The head of the site says people are more "true to themselves" when they remain anonymous.

Steve Huffman CEO, Reddit, delivers remarks on "Redesigning Reddit" during the third day of Web Summit in Altice Arena on November 08, 2017 in Lisbon, Portugal. (Horacio Villalobos - Corbis/Getty Images)
Corbis via Getty Images

All you need to do to post on any of Reddit’s 1.2 million forums is an email address, a username and a password. You don’t need to give any details about yourself, not even your gender, birthday or real name. Steve Huffman, the site’s co-founder and CEO, said that “privacy is built into Reddit,” reports The Atlantic. In fact, that anonymity makes the site “more like a conversation one has in real life,” Huffman claims. “When people detach from their real-world identities, they can be more authentic, more true to themselves,” he said, according to The Atlantic. 

Reddit users do maintain one consistent identity through their usernames, with an associated “karma” score that tells other users how often they’ve been up- or down-voted — basically, how trustworthy and informative they’ve been in the past.
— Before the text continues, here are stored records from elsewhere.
//! Console layer for the bikeshare explorer.
//!
//! Provides the prompt/answer console, the filter collector, plain-text
//! report and row views, the row paginator and the session loop that ties
//! them together.

pub mod app;
pub mod console;
pub mod input;
pub mod paginator;
pub mod report_view;
pub mod table_view;

pub use bikeshare_core as core;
Huffman said that people “care about their reputations on Reddit. There’s some stake to it.”

As the world starts to question the role of social media, anonymity might help Reddit, because they can avoid data-breach scandals like those that Facebook, Yahoo and Equifax have all faced in recent years. But the site is also notorious for hosting trolls, bullies and harassers, who might not care about their subpar Reddit karma score.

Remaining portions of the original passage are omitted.